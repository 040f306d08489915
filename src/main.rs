//! envseal - launch a program with decrypted secrets as its environment.

use clap::Parser;
use tracing_subscriber::{fmt, prelude::*, EnvFilter};

use envseal::cli::output;
use envseal::cli::{execute, Cli};
use envseal::core::constants;

fn main() {
    let cli = Cli::parse();

    // Initialize tracing subscriber with env-filter support
    let filter = EnvFilter::try_from_env(constants::LOG_ENV).unwrap_or_else(|_| {
        if cli.verbose {
            EnvFilter::new("envseal=debug")
        } else {
            EnvFilter::new("envseal=warn")
        }
    });

    // Logs go to stderr; stdout belongs to the target after handoff.
    tracing_subscriber::registry()
        .with(filter)
        .with(
            fmt::layer()
                .with_writer(std::io::stderr)
                .with_target(false)
                .without_time(),
        )
        .init();

    if let Err(e) = execute(cli.command, cli.config) {
        output::error(&e.to_string());
        if let Some(hint) = e.hint() {
            output::hint(hint);
        }
        std::process::exit(constants::EXIT_FAILURE);
    }
}
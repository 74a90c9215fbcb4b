//! Derived encounter event
//!
//! The fully joined, transformed, possibly fault-injected record that is
//! serialized and sent downstream. Created fresh per generator step and
//! discarded after publishing.

use serde::Serialize;

/// A derived encounter event ready for publishing
///
/// Serializes to a flat JSON object: absent values encode as `null`,
/// numbers as numbers. Field names are the wire contract consumed by
/// downstream cleaning jobs.
#[derive(Debug, Clone, Serialize, PartialEq)]
pub struct EncounterEvent {
    pub encounter_id: String,
    pub patient_id: String,
    /// Gender from the joined patient reference; `None` when the
    /// patient was unmatched or the field was empty
    pub gender: Option<String>,
    /// Age in whole years at encounter start; `None` when either date
    /// failed to parse. Fault injection may overwrite this with an
    /// impossible sentinel.
    pub age: Option<u32>,
    /// Encounter class from the source row
    pub department: String,
    /// Raw encounter start timestamp; fault injection may overwrite
    /// this with the current wall-clock instant
    pub admission_time: String,
    pub discharge_time: String,
    pub organization_id: String,
    pub provider_id: String,
    pub payer_id: String,
    pub base_encounter_cost: Option<f64>,
    pub total_claim_cost: Option<f64>,
    pub payer_coverage: Option<f64>,
}

#[cfg(test)]
mod tests {
    use super::*;

    fn sample_event() -> EncounterEvent {
        EncounterEvent {
            encounter_id: "E1".to_string(),
            patient_id: "P1".to_string(),
            gender: Some("F".to_string()),
            age: Some(42),
            department: "wellness".to_string(),
            admission_time: "2020-02-16T00:00:00Z".to_string(),
            discharge_time: "2020-02-16T01:00:00Z".to_string(),
            organization_id: "O1".to_string(),
            provider_id: "PR1".to_string(),
            payer_id: "PY1".to_string(),
            base_encounter_cost: Some(100.0),
            total_claim_cost: None,
            payer_coverage: None,
        }
    }

    #[test]
    fn test_serializes_flat_with_nulls() {
        let json = serde_json::to_value(sample_event()).unwrap();
        assert_eq!(json["encounter_id"], "E1");
        assert_eq!(json["age"], 42);
        assert_eq!(json["base_encounter_cost"], 100.0);
        assert!(json["total_claim_cost"].is_null());
        assert!(json["payer_coverage"].is_null());
    }

    #[test]
    fn test_absent_age_serializes_null() {
        let mut event = sample_event();
        event.age = None;
        event.gender = None;
        let json = serde_json::to_value(event).unwrap();
        assert!(json["age"].is_null());
        assert!(json["gender"].is_null());
    }
}
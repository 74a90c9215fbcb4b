//! Command implementations

pub mod init;
pub mod stream;
pub mod validate;
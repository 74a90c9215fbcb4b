//! Data-quality fault injection
//!
//! Deliberate, probabilistic corruption of a finished event so that
//! downstream cleaning jobs have something to find: an impossible age,
//! or an admission time stamped with the current wall clock. At most
//! one field mutates per event.
//!
//! Randomness and time are injected through [`RandomSource`] and
//! [`Clock`] so tests can pin exact branch selection.

use crate::config::FaultConfig;
use crate::domain::EncounterEvent;
use chrono::{DateTime, Utc};
use rand::Rng;

/// Format for the injected admission timestamp: ISO-8601 UTC with a
/// trailing `Z` and zero sub-second precision
const INJECTED_TIME_FORMAT: &str = "%Y-%m-%dT%H:%M:%SZ";

/// Source of uniform random draws in [0, 1)
pub trait RandomSource: Send {
    fn next_unit(&mut self) -> f64;
}

/// Thread-local RNG backed random source
#[derive(Debug, Default)]
pub struct ThreadRandom;

impl RandomSource for ThreadRandom {
    fn next_unit(&mut self) -> f64 {
        rand::thread_rng().gen::<f64>()
    }
}

/// Source of the current wall-clock instant
pub trait Clock: Send {
    fn now_utc(&self) -> DateTime<Utc>;
}

/// System wall clock
#[derive(Debug, Default)]
pub struct SystemClock;

impl Clock for SystemClock {
    fn now_utc(&self) -> DateTime<Utc> {
        Utc::now()
    }
}

/// Probabilistic fault injector
///
/// Draws one uniform value per event and applies at most one mutation:
/// the age sentinel in the first probability band, the wall-clock
/// admission time in the second, nothing otherwise.
pub struct FaultInjector {
    config: FaultConfig,
    random: Box<dyn RandomSource>,
    clock: Box<dyn Clock>,
}

impl FaultInjector {
    /// Creates an injector backed by the thread RNG and system clock
    pub fn new(config: FaultConfig) -> Self {
        Self::with_sources(config, Box::new(ThreadRandom), Box::new(SystemClock))
    }

    /// Creates an injector with explicit randomness and clock sources
    pub fn with_sources(
        config: FaultConfig,
        random: Box<dyn RandomSource>,
        clock: Box<dyn Clock>,
    ) -> Self {
        Self {
            config,
            random,
            clock,
        }
    }

    /// Applies at most one fault to the event
    ///
    /// Consumes one random draw per invocation (when enabled), even if
    /// no band matches.
    pub fn apply(&mut self, event: &mut EncounterEvent) {
        if !self.config.enabled {
            return;
        }

        let draw = self.random.next_unit();
        if draw < self.config.age_probability {
            event.age = Some(self.config.age_sentinel);
        } else if draw < self.config.age_probability + self.config.admission_probability {
            event.admission_time = self
                .clock
                .now_utc()
                .format(INJECTED_TIME_FORMAT)
                .to_string();
        }
    }
}

#[cfg(test)]
mod tests {
    use super::*;
    use chrono::TimeZone;
    use std::collections::VecDeque;

    struct FixedRandom {
        draws: VecDeque<f64>,
    }

    impl FixedRandom {
        fn new(draws: &[f64]) -> Self {
            Self {
                draws: draws.iter().copied().collect(),
            }
        }
    }

    impl RandomSource for FixedRandom {
        fn next_unit(&mut self) -> f64 {
            self.draws.pop_front().expect("ran out of fixed draws")
        }
    }

    struct FixedClock(DateTime<Utc>);

    impl Clock for FixedClock {
        fn now_utc(&self) -> DateTime<Utc> {
            self.0
        }
    }

    fn sample_event() -> EncounterEvent {
        EncounterEvent {
            encounter_id: "E1".to_string(),
            patient_id: "P1".to_string(),
            gender: Some("F".to_string()),
            age: Some(33),
            department: "wellness".to_string(),
            admission_time: "2020-02-16T00:00:00Z".to_string(),
            discharge_time: "2020-02-16T01:00:00Z".to_string(),
            organization_id: String::new(),
            provider_id: String::new(),
            payer_id: String::new(),
            base_encounter_cost: Some(100.0),
            total_claim_cost: None,
            payer_coverage: None,
        }
    }

    fn injector(draws: &[f64]) -> FaultInjector {
        let clock = FixedClock(Utc.with_ymd_and_hms(2026, 8, 28, 12, 0, 0).unwrap());
        FaultInjector::with_sources(
            FaultConfig::default(),
            Box::new(FixedRandom::new(draws)),
            Box::new(clock),
        )
    }

    #[test]
    fn test_first_band_overwrites_age_only() {
        let mut event = sample_event();
        let original_admission = event.admission_time.clone();

        injector(&[0.049]).apply(&mut event);

        assert_eq!(event.age, Some(150));
        assert_eq!(event.admission_time, original_admission);
    }

    #[test]
    fn test_second_band_overwrites_admission_time_only() {
        let mut event = sample_event();

        injector(&[0.05]).apply(&mut event);

        assert_eq!(event.age, Some(33));
        assert_eq!(event.admission_time, "2026-08-28T12:00:00Z");
    }

    #[test]
    fn test_second_band_upper_edge() {
        let mut event = sample_event();
        injector(&[0.0999]).apply(&mut event);
        assert_eq!(event.admission_time, "2026-08-28T12:00:00Z");
    }

    #[test]
    fn test_above_bands_leaves_event_untouched() {
        let mut event = sample_event();
        let original = event.clone();

        injector(&[0.10]).apply(&mut event);

        assert_eq!(event, original);
    }

    #[test]
    fn test_disabled_injector_consumes_no_randomness() {
        let mut event = sample_event();
        let original = event.clone();

        let mut injector = FaultInjector::with_sources(
            FaultConfig {
                enabled: false,
                ..FaultConfig::default()
            },
            // Empty draw queue: any draw would panic
            Box::new(FixedRandom::new(&[])),
            Box::new(SystemClock),
        );
        injector.apply(&mut event);

        assert_eq!(event, original);
    }

    #[test]
    fn test_configured_sentinel_and_bands() {
        let mut event = sample_event();
        let clock = FixedClock(Utc.with_ymd_and_hms(2026, 8, 28, 12, 0, 0).unwrap());
        let mut injector = FaultInjector::with_sources(
            FaultConfig {
                enabled: true,
                age_probability: 0.2,
                admission_probability: 0.3,
                age_sentinel: 999,
            },
            Box::new(FixedRandom::new(&[0.19])),
            Box::new(clock),
        );

        injector.apply(&mut event);
        assert_eq!(event.age, Some(999));
    }
}
//! Raw encounter record
//!
//! One row of the encounter table, untransformed. All fields are raw
//! strings; parsing and coercion happen during field derivation.

/// A single raw encounter row from the source CSV
///
/// Cost fields are strings that may be empty or invalid; timestamps are
/// strings in mixed formats. The `patient` foreign key may reference a
/// patient that does not exist in the reference table.
#[derive(Debug, Clone, Default, PartialEq, Eq)]
pub struct RawEncounter {
    pub id: String,
    pub patient: String,
    pub start: String,
    pub stop: String,
    pub organization: String,
    pub provider: String,
    pub payer: String,
    pub encounter_class: String,
    pub base_encounter_cost: String,
    pub total_claim_cost: String,
    pub payer_coverage: String,
}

###

## Work task:
Among the lines of the listing above, which ones contain the word "execute"? Show them.

## Task response:
use envseal::cli::{execute, Cli};
    if let Err(e) = execute(cli.command, cli.config) {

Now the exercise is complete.